Prothrombinopenia (prevention and treatment) caused by deficit of vitamin K:

- disturbance of a blood coagulation owing to decrease in maintenance of factors of II, VII, IX, X, against the background of reception of some medicines (indirect anticoagulants - derivative coumarin and an indandion, salicylates, some antibiotics) $

- disturbance of absorption of vitamin K in intestines (especially at obturatsionny jaundice), abetalipoproteinemiya, parenteral food.

Preventively at surgical interventions with possible severe parenchymatous bleeding.

Route of administration and doses:

Intramusculary.

Prothrombinopenia (prevention and treatment) caused by deficit of vitamin K. The single dose for children is more senior than 14 years and adult - 10-15 mg, daily - 30 mg. To children: 1-2 years - 6 mg/days, 3-4 years - 8 mg/days, 5-9 years - 10 mg/days, 10-14 years - 15 mg/days.

Treatment duration - 3-4 days, after a 4-day break repeat a course.

At surgical interventions with possible severe parenchymatous bleeding appoint within 2-3 days before operation.

Features of use:

Purpose of drug is shown only in case vitamin K reception inside is impossible. In a type of the postponed approach of haemo static effect drug is not used for a stop of bleedings. At hemophilia and Verlgof's disease drug is inefficient.

Side effects:

Allergic reactions: hyperemia of the person, skin rash (including erythematic, small tortoiseshell), skin itch, bronchospasm.

From system of blood: hemolitic anemia, hemolysis at newborn children with inborn deficit glyukozo-6-fosfatdegidrogenazy.

Local reactions: pain and hypostasis in an injection site, damage of skin in the form of spots at repeated injections to the same place.

Others: a hyperbilirubinemia, jaundice (including a kernicterus at babies); seldom - dizziness, tranzitorny decrease in the ABP, "profuse" sweat, tachycardia, "weak" filling of pulse, change of flavoring feelings.

Interaction with other medicines:

Weakens effect of indirect anticoagulants - derivative coumarin and an indandion.

Does not influence anticoagulating activity of heparin.

Simultaneous use with antibiotics of a broad spectrum of activity, quinidine, quinine, salicylates in high doses, antibacterial sulfonamides demands increase in a dose of vitamin K (owing to disturbance of its synthesis by intestinal microflora).

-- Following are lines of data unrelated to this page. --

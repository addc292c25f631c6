// Speeds up gamma-correct blending by replacing powf with table lookups.
// Visual: soft brush edges and the fade-out mix the cover into the reveal
// content without dark halos.

pub struct GammaLut {
    // sRGB(0..255) -> linear (0..1) as f32
    srgb_to_linear: [f32; 256],
    // linear(0..1) -> sRGB(0..255) via 4096-step quantization
    // (index = (linear * 4095).round())
    linear_to_srgb: [u8; 4096],
}

impl GammaLut {
    /// Build both tables once at startup.
    pub fn new() -> Self {
        let mut s2l = [0.0f32; 256];
        for (v, slot) in s2l.iter_mut().enumerate() {
            let c = v as f32 / 255.0;
            *slot = if c <= 0.04045 { c / 12.92 } else { ((c + 0.055) / 1.055).powf(2.4) };
        }

        let mut l2s = [0u8; 4096];
        for (i, slot) in l2s.iter_mut().enumerate() {
            let l = (i as f32) / 4095.0;
            let s = if l <= 0.003_130_8 { 12.92 * l } else { 1.055 * l.powf(1.0 / 2.4) - 0.055 };
            *slot = (s * 255.0).round().clamp(0.0, 255.0) as u8;
        }

        Self { srgb_to_linear: s2l, linear_to_srgb: l2s }
    }

    #[inline]
    pub fn srgb_u8_to_linear(&self, v: u8) -> f32 {
        self.srgb_to_linear[v as usize]
    }

    #[inline]
    pub fn linear_to_srgb_u8(&self, l: f32) -> u8 {
        let idx = (l.clamp(0.0, 1.0) * 4095.0).round() as usize;
        self.linear_to_srgb[idx]
    }

    /// Mix two sRGB channel values in linear light; `a` = weight of `over`.
    #[inline]
    pub fn mix(&self, under: u8, over: u8, a: f32) -> u8 {
        if a <= 0.0 {
            return under;
        }
        if a >= 1.0 {
            return over;
        }
        let l = a * self.srgb_u8_to_linear(over) + (1.0 - a) * self.srgb_u8_to_linear(under);
        self.linear_to_srgb_u8(l)
    }
}

impl Default for GammaLut {
    fn default() -> Self {
        Self::new()
    }
}

#[cfg(test)]
mod tests {
    use super::*;

    #[test]
    fn test_endpoints_roundtrip() {
        let lut = GammaLut::new();
        for v in [0u8, 1, 64, 128, 200, 255] {
            assert_eq!(lut.linear_to_srgb_u8(lut.srgb_u8_to_linear(v)), v);
        }
    }

    #[test]
    fn test_mix() {
        let lut = GammaLut::new();
        assert_eq!(lut.mix(10, 200, 0.0), 10);
        assert_eq!(lut.mix(10, 200, 1.0), 200);
        // Linear-light midpoint of black and white is brighter than 128 in sRGB
        assert!(lut.mix(0, 255, 0.5) > 180);
    }
}
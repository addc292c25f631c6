// Pointer tracker: raw mouse/touch input -> surface-local points -> stroke segments.
// Visual: the stroke lines up with the on-screen cursor no matter where the card
// sits on the page, how far the page is scrolled, or what the quality factor is.

use crate::types::Point;

/// Where the surface currently sits on screen, in logical pixels.
#[derive(Clone, Copy, Debug, Default, PartialEq)]
pub struct SurfaceGeometry {
    /// Bounding rectangle offset of the surface.
    pub left: f64,
    pub top: f64,
    /// Page scroll offset.
    pub scroll_x: f64,
    pub scroll_y: f64,
}

impl SurfaceGeometry {
    pub const fn at(left: f64, top: f64) -> Self {
        Self { left, top, scroll_x: 0.0, scroll_y: 0.0 }
    }
}

/// One raw pointer sample.
#[derive(Clone, Debug, PartialEq)]
pub enum PointerInput {
    /// Mouse, page coordinates.
    Mouse { page_x: f64, page_y: f64 },
    /// Touch, client coordinates of every active touch. Only the first is used.
    Touch { touches: Vec<(f64, f64)> },
}

#[derive(Clone, Debug, PartialEq)]
pub enum PointerEvent {
    Down(PointerInput),
    Move(PointerInput),
    Up,
    Leave,
}

#[derive(Clone, Copy, Debug, PartialEq, Eq)]
pub enum Mode {
    Idle,
    Drawing,
}

/// Path between two consecutive samples, ready to be stamped.
#[derive(Clone, Copy, Debug, PartialEq)]
pub struct Segment {
    pub from: Point,
    pub to: Point,
    pub distance: f64,
    /// `atan2(dx, dy)`
    pub angle: f64,
}

impl Segment {
    pub fn between(from: Point, to: Point) -> Self {
        Self { from, to, distance: from.distance_to(to), angle: from.angle_to(to) }
    }
}

#[derive(Debug)]
pub struct Tracker {
    mode: Mode,
    last_point: Option<Point>,
    quality: f64,
    geometry: SurfaceGeometry,
}

impl Tracker {
    pub fn new(quality: f64) -> Self {
        Self { mode: Mode::Idle, last_point: None, quality, geometry: SurfaceGeometry::default() }
    }

    pub fn mode(&self) -> Mode {
        self.mode
    }

    pub fn last_point(&self) -> Option<Point> {
        self.last_point
    }

    pub fn set_geometry(&mut self, geometry: SurfaceGeometry) {
        self.geometry = geometry;
    }

    pub fn set_quality(&mut self, quality: f64) {
        self.quality = quality;
    }

    /// Map a raw sample to surface-local, quality-scaled coordinates.
    /// A touch event without an active touch carries no position.
    pub fn locate(&self, input: &PointerInput) -> Option<Point> {
        let g = &self.geometry;
        let (x, y) = match input {
            PointerInput::Mouse { page_x, page_y } => (*page_x, *page_y),
            PointerInput::Touch { touches } => *touches.first()?,
        };
        Some(Point::new(
            (x - g.left - g.scroll_x) * self.quality,
            (y - g.top - g.scroll_y) * self.quality,
        ))
    }

    /// Feed one event. Returns the segment to stamp for moves while drawing.
    /// `last_point` is advanced to the segment end before returning.
    pub fn handle(&mut self, event: &PointerEvent) -> Option<Segment> {
        match event {
            PointerEvent::Down(input) => {
                self.mode = Mode::Drawing;
                // Without a sample the next move starts a fresh stroke
                self.last_point = self.locate(input);
                None
            }
            PointerEvent::Move(input) => {
                if self.mode != Mode::Drawing {
                    return None;
                }
                let current = self.locate(input)?;
                let segment = match self.last_point {
                    Some(from) => Segment::between(from, current),
                    None => Segment { from: current, to: current, distance: 0.0, angle: 0.0 },
                };
                self.last_point = Some(current);
                Some(segment)
            }
            PointerEvent::Up | PointerEvent::Leave => {
                self.mode = Mode::Idle;
                None
            }
        }
    }

    /// Forget the stroke in progress: back to idle with no last point.
    pub fn reset(&mut self) {
        self.mode = Mode::Idle;
        self.last_point = None;
    }
}

#[cfg(test)]
mod tests {
    use super::*;

    fn mouse(x: f64, y: f64) -> PointerInput {
        PointerInput::Mouse { page_x: x, page_y: y }
    }

    #[test]
    fn test_locate_applies_offset_scroll_and_quality() {
        let mut t = Tracker::new(2.0);
        t.set_geometry(SurfaceGeometry { left: 10.0, top: 20.0, scroll_x: 5.0, scroll_y: 0.0 });
        assert_eq!(t.locate(&mouse(25.0, 30.0)), Some(Point::new(20.0, 20.0)));

        let touch = PointerInput::Touch { touches: vec![(15.0, 40.0), (99.0, 99.0)] };
        assert_eq!(t.locate(&touch), Some(Point::new(0.0, 40.0)));
        assert_eq!(t.locate(&PointerInput::Touch { touches: vec![] }), None);
    }

    #[test]
    fn test_touch_without_touches_is_not_a_sample() {
        let no_touch = || PointerInput::Touch { touches: vec![] };
        let mut t = Tracker::new(1.0);

        t.handle(&PointerEvent::Down(PointerInput::Touch { touches: vec![(290.0, 140.0)] }));
        assert_eq!(t.handle(&PointerEvent::Move(no_touch())), None);
        assert_eq!(t.mode(), Mode::Drawing);
        assert_eq!(t.last_point(), Some(Point::new(290.0, 140.0)));

        // The stroke carries on from the last real sample
        let seg = t.handle(&PointerEvent::Move(mouse(290.0, 130.0))).unwrap();
        assert_eq!(seg.from, Point::new(290.0, 140.0));
        assert_eq!(seg.distance, 10.0);

        // A sample-less down starts drawing without an anchor
        t.handle(&PointerEvent::Up);
        t.handle(&PointerEvent::Down(no_touch()));
        assert_eq!(t.mode(), Mode::Drawing);
        assert_eq!(t.last_point(), None);
        let seg = t.handle(&PointerEvent::Move(mouse(4.0, 4.0))).unwrap();
        assert_eq!(seg.distance, 0.0);
    }

    #[test]
    fn test_moves_only_count_while_drawing() {
        let mut t = Tracker::new(1.0);
        assert_eq!(t.handle(&PointerEvent::Move(mouse(5.0, 5.0))), None);
        assert_eq!(t.last_point(), None);

        t.handle(&PointerEvent::Down(mouse(0.0, 0.0)));
        assert_eq!(t.mode(), Mode::Drawing);

        let seg = t.handle(&PointerEvent::Move(mouse(3.0, 4.0))).unwrap();
        assert_eq!(seg.from, Point::new(0.0, 0.0));
        assert_eq!(seg.to, Point::new(3.0, 4.0));
        assert_eq!(seg.distance, 5.0);
        assert_eq!(t.last_point(), Some(Point::new(3.0, 4.0)));

        t.handle(&PointerEvent::Up);
        assert_eq!(t.mode(), Mode::Idle);
        // Kept until the next down or a reset
        assert_eq!(t.last_point(), Some(Point::new(3.0, 4.0)));
        assert_eq!(t.handle(&PointerEvent::Move(mouse(9.0, 9.0))), None);

        t.handle(&PointerEvent::Down(mouse(1.0, 1.0)));
        t.handle(&PointerEvent::Leave);
        assert_eq!(t.mode(), Mode::Idle);

        t.reset();
        assert_eq!(t.last_point(), None);
    }
}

Co-administration with hemolitic medicines increase risk of hemolitic anemia.

Contraindications:

Hypersensitivity to drug components, hypercoagulation, a thrombembolia, hemolitic anemia, the neonatality period, pregnancy, the period of childbirth, children's age till 1 year.

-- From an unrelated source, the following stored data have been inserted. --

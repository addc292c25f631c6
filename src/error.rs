// Error type for the scratch card engine and the demo window.
// Every variant states *where* things went wrong.
use thiserror::Error;

#[derive(Debug, Error)]
pub enum Error {
    /// Fetching or decoding an image (cover or brush) failed.
    #[error("Image load error for '{uri}': {reason}")]
    ImageLoad { uri: String, reason: String },

    /// A config value is out of range (zero size, bad quality, ...).
    #[error("Invalid config: {0}")]
    InvalidConfig(String),

    #[error("Config parse error: {0}")]
    Config(#[from] serde_json::Error),

    #[error("IO error: {0}")]
    Io(#[from] std::io::Error),

    #[error("Window init error: {0}")]
    WindowInit(String), // Creating the window failed

    #[error("Window update error: {0}")]
    WindowUpdate(String), // Updating the window buffer failed
}

pub type Result<T> = std::result::Result<T, Error>;

impl Error {
    pub(crate) fn image_load(uri: &str, reason: impl ToString) -> Self {
        Error::ImageLoad { uri: uri.to_owned(), reason: reason.to_string() }
    }
}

With care: liver failure, pregnancy.

Overdose:

Symptoms: the vitamin K hypervitaminosis which is shown giperprotrombinemiy, hemolitic anemia, a hyperbilirubinemia. In isolated cases, especially at children, spasms develop.

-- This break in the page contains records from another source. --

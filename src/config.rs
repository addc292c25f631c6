// Public configuration surface of a scratch card.
// Can be built in code (`ScratchConfig::new(..).with_*`) or read from JSON.

use std::path::Path;

use serde::Deserialize;

use crate::error::{Error, Result};
use crate::types::{CheckZone, CustomBrush};

pub const DEFAULT_QUALITY: f64 = 1.0;
pub const DEFAULT_FINISH_PERCENT: u32 = 70;
pub const DEFAULT_BRUSH_SIZE: f64 = 20.0;

#[derive(Clone, Debug, PartialEq, Deserialize)]
#[serde(rename_all = "camelCase")]
pub struct ScratchConfig {
    /// Logical display width.
    pub width: u32,
    /// Logical display height.
    pub height: u32,
    /// Cover image source.
    pub image: String,
    /// Raster oversampling multiplier.
    #[serde(default = "default_quality")]
    pub quality: f64,
    /// Coverage (percent) that must be exceeded to complete.
    #[serde(default = "default_finish_percent")]
    pub finish_percent: u32,
    /// Radius of the round brush, in raster pixels.
    #[serde(default = "default_brush_size")]
    pub brush_size: f64,
    #[serde(default)]
    pub custom_brush: Option<CustomBrush>,
    #[serde(default)]
    pub custom_check_zone: Option<CheckZone>,
    #[serde(default = "default_fade_out")]
    pub fade_out_on_complete: bool,
}

fn default_quality() -> f64 {
    DEFAULT_QUALITY
}

fn default_finish_percent() -> u32 {
    DEFAULT_FINISH_PERCENT
}

fn default_brush_size() -> f64 {
    DEFAULT_BRUSH_SIZE
}

fn default_fade_out() -> bool {
    true
}

impl ScratchConfig {
    pub fn new(width: u32, height: u32, image: impl Into<String>) -> Self {
        Self {
            width,
            height,
            image: image.into(),
            quality: DEFAULT_QUALITY,
            finish_percent: DEFAULT_FINISH_PERCENT,
            brush_size: DEFAULT_BRUSH_SIZE,
            custom_brush: None,
            custom_check_zone: None,
            fade_out_on_complete: true,
        }
    }

    pub fn with_quality(mut self, quality: f64) -> Self {
        self.quality = quality;
        self
    }

    pub fn with_finish_percent(mut self, percent: u32) -> Self {
        self.finish_percent = percent;
        self
    }

    pub fn with_brush_size(mut self, radius: f64) -> Self {
        self.brush_size = radius;
        self
    }

    pub fn with_custom_brush(mut self, brush: CustomBrush) -> Self {
        self.custom_brush = Some(brush);
        self
    }

    pub fn with_check_zone(mut self, zone: CheckZone) -> Self {
        self.custom_check_zone = Some(zone);
        self
    }

    pub fn with_fade_out(mut self, fade: bool) -> Self {
        self.fade_out_on_complete = fade;
        self
    }

    pub fn from_json(text: &str) -> Result<Self> {
        let config: ScratchConfig = serde_json::from_str(text)?;
        config.validate()?;
        Ok(config)
    }

    pub fn from_path(path: impl AsRef<Path>) -> Result<Self> {
        let text = std::fs::read_to_string(path)?;
        Self::from_json(&text)
    }

    pub fn validate(&self) -> Result<()> {
        if self.width == 0 || self.height == 0 {
            return Err(Error::InvalidConfig(format!(
                "dimensions must be non-zero, got {}x{}",
                self.width, self.height
            )));
        }
        if !self.quality.is_finite() || self.quality <= 0.0 {
            return Err(Error::InvalidConfig(format!("quality must be positive, got {}", self.quality)));
        }
        if !self.brush_size.is_finite() || self.brush_size < 0.0 {
            return Err(Error::InvalidConfig(format!("brush size must be >= 0, got {}", self.brush_size)));
        }
        if let Some(brush) = &self.custom_brush {
            if brush.width == 0 || brush.height == 0 {
                return Err(Error::InvalidConfig("custom brush must have a non-zero size".into()));
            }
        }
        Ok(())
    }

    /// Radius the round brush actually uses. Zero means "unset" and falls back
    /// to [`DEFAULT_BRUSH_SIZE`].
    pub fn brush_radius(&self) -> f64 {
        if self.brush_size > 0.0 {
            self.brush_size
        } else {
            DEFAULT_BRUSH_SIZE
        }
    }

    /// Raster size: logical size times quality, at least 1x1.
    pub fn raster_size(&self) -> (u32, u32) {
        let scale = |v: u32| ((v as f64 * self.quality).round() as u32).max(1);
        (scale(self.width), scale(self.height))
    }
}

#[cfg(test)]
mod tests {
    use super::*;

    #[test]
    fn test_defaults_from_json() {
        let config = ScratchConfig::from_json(r#"{"width": 300, "height": 150, "image": "cover.png"}"#).unwrap();
        assert_eq!(config, ScratchConfig::new(300, 150, "cover.png"));
        assert_eq!(config.finish_percent, 70);
        assert_eq!(config.brush_size, 20.0);
        assert!(config.fade_out_on_complete);
    }

    #[test]
    fn test_full_json() {
        let config = ScratchConfig::from_json(
            r#"{
                "width": 300, "height": 150, "image": "cover.png",
                "quality": 2, "finishPercent": 50, "brushSize": 10,
                "customBrush": {"image": "brush.png", "width": 30, "height": 30},
                "customCheckZone": {"x": 0, "y": 0, "width": 50, "height": 50},
                "fadeOutOnComplete": false
            }"#,
        )
        .unwrap();
        assert_eq!(config.raster_size(), (600, 300));
        assert_eq!(config.finish_percent, 50);
        assert_eq!(config.custom_brush.as_ref().map(|b| b.width), Some(30));
        assert_eq!(config.custom_check_zone, Some(CheckZone::new(0, 0, 50, 50)));
        assert!(!config.fade_out_on_complete);
    }

    #[test]
    fn test_validate_rejects_bad_values() {
        assert!(ScratchConfig::new(0, 150, "c").validate().is_err());
        assert!(ScratchConfig::new(300, 150, "c").with_quality(0.0).validate().is_err());
        assert!(ScratchConfig::new(300, 150, "c").with_quality(f64::NAN).validate().is_err());
        let brush = CustomBrush { image: "b".into(), width: 0, height: 30 };
        assert!(ScratchConfig::new(300, 150, "c").with_custom_brush(brush).validate().is_err());
        assert!(ScratchConfig::from_json("{").is_err());
        assert!(ScratchConfig::new(300, 150, "c").with_brush_size(-1.0).validate().is_err());
    }

    #[test]
    fn test_zero_brush_size_uses_default_radius() {
        let config = ScratchConfig::from_json(r#"{"width": 300, "height": 150, "image": "c", "brushSize": 0}"#).unwrap();
        assert_eq!(config.brush_size, 0.0);
        assert_eq!(config.brush_radius(), DEFAULT_BRUSH_SIZE);
        assert_eq!(ScratchConfig::new(300, 150, "c").with_brush_size(7.5).brush_radius(), 7.5);
    }
}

Treatment: drug withdrawal. Under control of indicators of coagulant system of blood appoint anticoagulants.

Storage conditions:

To store in the dry place protected from light at a temperature not above 25 °C. To store in the place, unavailable to children.

Issue conditions:

According to the recipe

Packaging:

Solution for intramuscular introduction of 10 mg/ml on 1 ml or 2 ml in ampoules.

5 ampoules in a blister strip packaging from a film polyvinyl chloride.

1 or 2 blister strip packagings together with the application instruction, a knife ampoule or the scarificator ampoule in a pack from a cardboard.

5 or 10 ampoules together with the application instruction, a knife ampoule or the scarificator ampoule in a pack from a cardboard with a corrugated insert.

When using ampoules with a point or a ring of a break the knife ampoule or the scarificator ampoule is not put.